» Data for this task
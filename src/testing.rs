//! Fixtures shared by unit tests, integration tests and benches.
//!
//! Only compiled for tests or with the `test-utils` feature.

use std::collections::BTreeSet;

use chrono::{DateTime, Utc};

use crate::access::principal::User;
use crate::access::session::SessionToken;
use crate::config::BackofficeConfig;
use crate::domain::catalog::{Destination, Package, PaymentMethod, Product, ProductKind, Supplier, SupplierKind};
use crate::domain::crm::Client;
use crate::error::BackofficeError;
use crate::kernel::{Backoffice, CrudRuntime};
use crate::store::Store;
use crate::time::{Clock, FixedClock};
use crate::types::{Money, RecordId, ResourceKind};

/// 2026-03-02 10:00:00 UTC.
pub fn fixed_now() -> DateTime<Utc> {
    DateTime::from_timestamp(1_772_445_600, 0).unwrap_or_default()
}

/// A non-superuser principal holding exactly `perms`. Unknown names are ignored.
pub fn user_with(perms: &[&str]) -> User {
    User {
        id: RecordId(99),
        email: "fixture@agency.test".into(),
        superuser: false,
        permissions: perms.iter().filter_map(|p| p.parse().ok()).collect(),
    }
}

/// Records created by [`Agency::seed_catalog`].
#[derive(Debug, Clone, Copy)]
pub struct Catalog {
    pub client: RecordId,
    pub supplier: RecordId,
    pub cusco: RecordId,
    pub lima: RecordId,
    pub flight: RecordId,
    pub hotel: RecordId,
    /// Contains `flight` and `hotel`; final price 1500.00.
    pub package: RecordId,
    pub card: RecordId,
}

/// A back office on a fixed clock with the built-in roles and four staff accounts.
pub struct Agency {
    pub office: Backoffice<CrudRuntime, FixedClock>,
    pub clock: FixedClock,
    pub root: RecordId,
    /// Holds the Manager role.
    pub manager: RecordId,
    /// Holds the Sales Advisor role.
    pub advisor: RecordId,
    /// No roles, no permissions.
    pub clerk: RecordId,
}

impl Agency {
    pub fn new() -> Result<Self, BackofficeError> {
        Self::with_config(BackofficeConfig::default())
    }

    pub fn with_config(config: BackofficeConfig) -> Result<Self, BackofficeError> {
        let clock = FixedClock::new(fixed_now());
        let mut office = Backoffice::with_parts(Store::default(), config, CrudRuntime, clock.clone())?;
        office.bootstrap_roles();

        let now = clock.now();
        let store = &mut office.store;
        let root = store.create_superuser("root@agency.test", "Root", now)?;
        let manager = staff(store, "marta@agency.test", "Marta", Some("Manager"), now)?;
        let advisor = staff(store, "sam@agency.test", "Sam", Some("Sales Advisor"), now)?;
        let clerk = staff(store, "clerk@agency.test", "Clerk", None, now)?;
        Ok(Agency { office, clock, root, manager, advisor, clerk })
    }

    pub fn login(&mut self, employee: RecordId) -> Result<SessionToken, BackofficeError> {
        self.office.login(employee)
    }

    /// Inserts a small catalog directly, bypassing the guard and the audit log.
    pub fn seed_catalog(&mut self) -> Catalog {
        let now = self.clock.now();
        let store = &mut self.office.store;
        let client = store.clients.insert_with(|id| Client {
            id,
            name: "Ana Torres".into(),
            email: "ana@mail.test".into(),
            phone: Some("5512345678".into()),
            address: None,
            preferences: Some("Beach resorts".into()),
            registered_at: now,
        });
        let supplier = store.suppliers.insert_with(|id| Supplier {
            id,
            name: "Andes Air".into(),
            kind: SupplierKind::Airline,
            contact: "ops@andes-air.test".into(),
        });
        let cusco = destination(store, "Cusco", "Peru");
        let lima = destination(store, "Lima", "Peru");
        let flight = store.products.insert_with(|id| Product {
            id,
            name: "Lima to Cusco flight".into(),
            kind: ProductKind::Flight,
            supplier,
            destination: cusco,
            base_price: Money::from_cents(45_000),
        });
        let hotel = store.products.insert_with(|id| Product {
            id,
            name: "Miraflores hotel".into(),
            kind: ProductKind::Hotel,
            supplier,
            destination: lima,
            base_price: Money::from_cents(80_000),
        });
        let package = store.packages.insert_with(|id| Package {
            id,
            name: "Andes Explorer".into(),
            products: BTreeSet::from([flight, hotel]),
            final_price: Money::from_cents(150_000),
            active: true,
        });
        let card = store.payment_methods.insert_with(|id| PaymentMethod {
            id,
            name: "Card".into(),
            description: None,
        });
        Catalog { client, supplier, cusco, lima, flight, hotel, package, card }
    }
}

fn staff(store: &mut Store, email: &str, name: &str, role: Option<&str>, now: DateTime<Utc>) -> Result<RecordId, BackofficeError> {
    let id = store.create_user(email, name, now)?;
    if let Some(role) = role {
        let role = store
            .role_by_name(role)
            .map(|r| r.id)
            .ok_or(BackofficeError::not_found(ResourceKind::Role, RecordId(0)))?;
        store.assign_role(id, role)?;
    }
    if let Some(row) = store.employees.get_mut(id) {
        row.is_staff = true;
    }
    Ok(id)
}

fn destination(store: &mut Store, name: &str, country: &str) -> RecordId {
    store.destinations.insert_with(|id| Destination {
        id,
        name: name.into(),
        country: country.into(),
        description: None,
    })
}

» Your task
Repeat the listing exactly, keeping every word in place.

» Answer box
filename src/testing.rs
//! Fixtures shared by unit tests, integration tests and benches.
//!
//! Only compiled for tests or with the `test-utils` feature.

use std::collections::BTreeSet;

use chrono::{DateTime, Utc};

use crate::access::principal::User;
use crate::access::session::SessionToken;
use crate::config::BackofficeConfig;
use crate::domain::catalog::{Destination, Package, PaymentMethod, Product, ProductKind, Supplier, SupplierKind};
use crate::domain::crm::Client;
use crate::error::BackofficeError;
use crate::kernel::{Backoffice, CrudRuntime};
use crate::store::Store;
use crate::time::{Clock, FixedClock};
use crate::types::{Money, RecordId, ResourceKind};

/// 2026-03-02 10:00:00 UTC.
pub fn fixed_now() -> DateTime<Utc> {
    DateTime::from_timestamp(1_772_445_600, 0).unwrap_or_default()
}

/// A non-superuser principal holding exactly `perms`. Unknown names are ignored.
pub fn user_with(perms: &[&str]) -> User {
    User {
        id: RecordId(99),
        email: "fixture@agency.test".into(),
        superuser: false,
        permissions: perms.iter().filter_map(|p| p.parse().ok()).collect(),
    }
}

/// Records created by [`Agency::seed_catalog`].
#[derive(Debug, Clone, Copy)]
pub struct Catalog {
    pub client: RecordId,
    pub supplier: RecordId,
    pub cusco: RecordId,
    pub lima: RecordId,
    pub flight: RecordId,
    pub hotel: RecordId,
    /// Contains `flight` and `hotel`; final price 1500.00.
    pub package: RecordId,
    pub card: RecordId,
}

/// A back office on a fixed clock with the built-in roles and four staff accounts.
pub struct Agency {
    pub office: Backoffice<CrudRuntime, FixedClock>,
    pub clock: FixedClock,
    pub root: RecordId,
    /// Holds the Manager role.
    pub manager: RecordId,
    /// Holds the Sales Advisor role.
    pub advisor: RecordId,
    /// No roles, no permissions.
    pub clerk: RecordId,
}

impl Agency {
    pub fn new() -> Result<Self, BackofficeError> {
        Self::with_config(BackofficeConfig::default())
    }

    pub fn with_config(config: BackofficeConfig) -> Result<Self, BackofficeError> {
        let clock = FixedClock::new(fixed_now());
        let mut office = Backoffice::with_parts(Store::default(), config, CrudRuntime, clock.clone())?;
        office.bootstrap_roles();

        let now = clock.now();
        let store = &mut office.store;
        let root = store.create_superuser("root@agency.test", "Root", now)?;
        let manager = staff(store, "marta@agency.test", "Marta", Some("Manager"), now)?;
        let advisor = staff(store, "sam@agency.test", "Sam", Some("Sales Advisor"), now)?;
        let clerk = staff(store, "clerk@agency.test", "Clerk", None, now)?;
        Ok(Agency { office, clock, root, manager, advisor, clerk })
    }

    pub fn login(&mut self, employee: RecordId) -> Result<SessionToken, BackofficeError> {
        self.office.login(employee)
    }

    /// Inserts a small catalog directly, bypassing the guard and the audit log.
    pub fn seed_catalog(&mut self) -> Catalog {
        let now = self.clock.now();
        let store = &mut self.office.store;
        let client = store.clients.insert_with(|id| Client {
            id,
            name: "Ana Torres".into(),
            email: "ana@mail.test".into(),
            phone: Some("5512345678".into()),
            address: None,
            preferences: Some("Beach resorts".into()),
            registered_at: now,
        });
        let supplier = store.suppliers.insert_with(|id| Supplier {
            id,
            name: "Andes Air".into(),
            kind: SupplierKind::Airline,
            contact: "ops@andes-air.test".into(),
        });
        let cusco = destination(store, "Cusco", "Peru");
        let lima = destination(store, "Lima", "Peru");
        let flight = store.products.insert_with(|id| Product {
            id,
            name: "Lima to Cusco flight".into(),
            kind: ProductKind::Flight,
            supplier,
            destination: cusco,
            base_price: Money::from_cents(45_000),
        });
        let hotel = store.products.insert_with(|id| Product {
            id,
            name: "Miraflores hotel".into(),
            kind: ProductKind::Hotel,
            supplier,
            destination: lima,
            base_price: Money::from_cents(80_000),
        });
        let package = store.packages.insert_with(|id| Package {
            id,
            name: "Andes Explorer".into(),
            products: BTreeSet::from([flight, hotel]),
            final_price: Money::from_cents(150_000),
            active: true,
        });
        let card = store.payment_methods.insert_with(|id| PaymentMethod {
            id,
            name: "Card".into(),
            description: None,
        });
        Catalog { client, supplier, cusco, lima, flight, hotel, package, card }
    }
}

fn staff(store: &mut Store, email: &str, name: &str, role: Option<&str>, now: DateTime<Utc>) -> Result<RecordId, BackofficeError> {
    let id = store.create_user(email, name, now)?;
    if let Some(role) = role {
        let role = store
            .role_by_name(role)
            .map(|r| r.id)
            .ok_or(BackofficeError::not_found(ResourceKind::Role, RecordId(0)))?;
        store.assign_role(id, role)?;
    }
    if let Some(row) = store.employees.get_mut(id) {
        row.is_staff = true;
    }
    Ok(id)
}

fn destination(store: &mut Store, name: &str, country: &str) -> RecordId {
    store.destinations.insert_with(|id| Destination {
        id,
        name: name.into(),
        country: country.into(),
        description: None,
    })
}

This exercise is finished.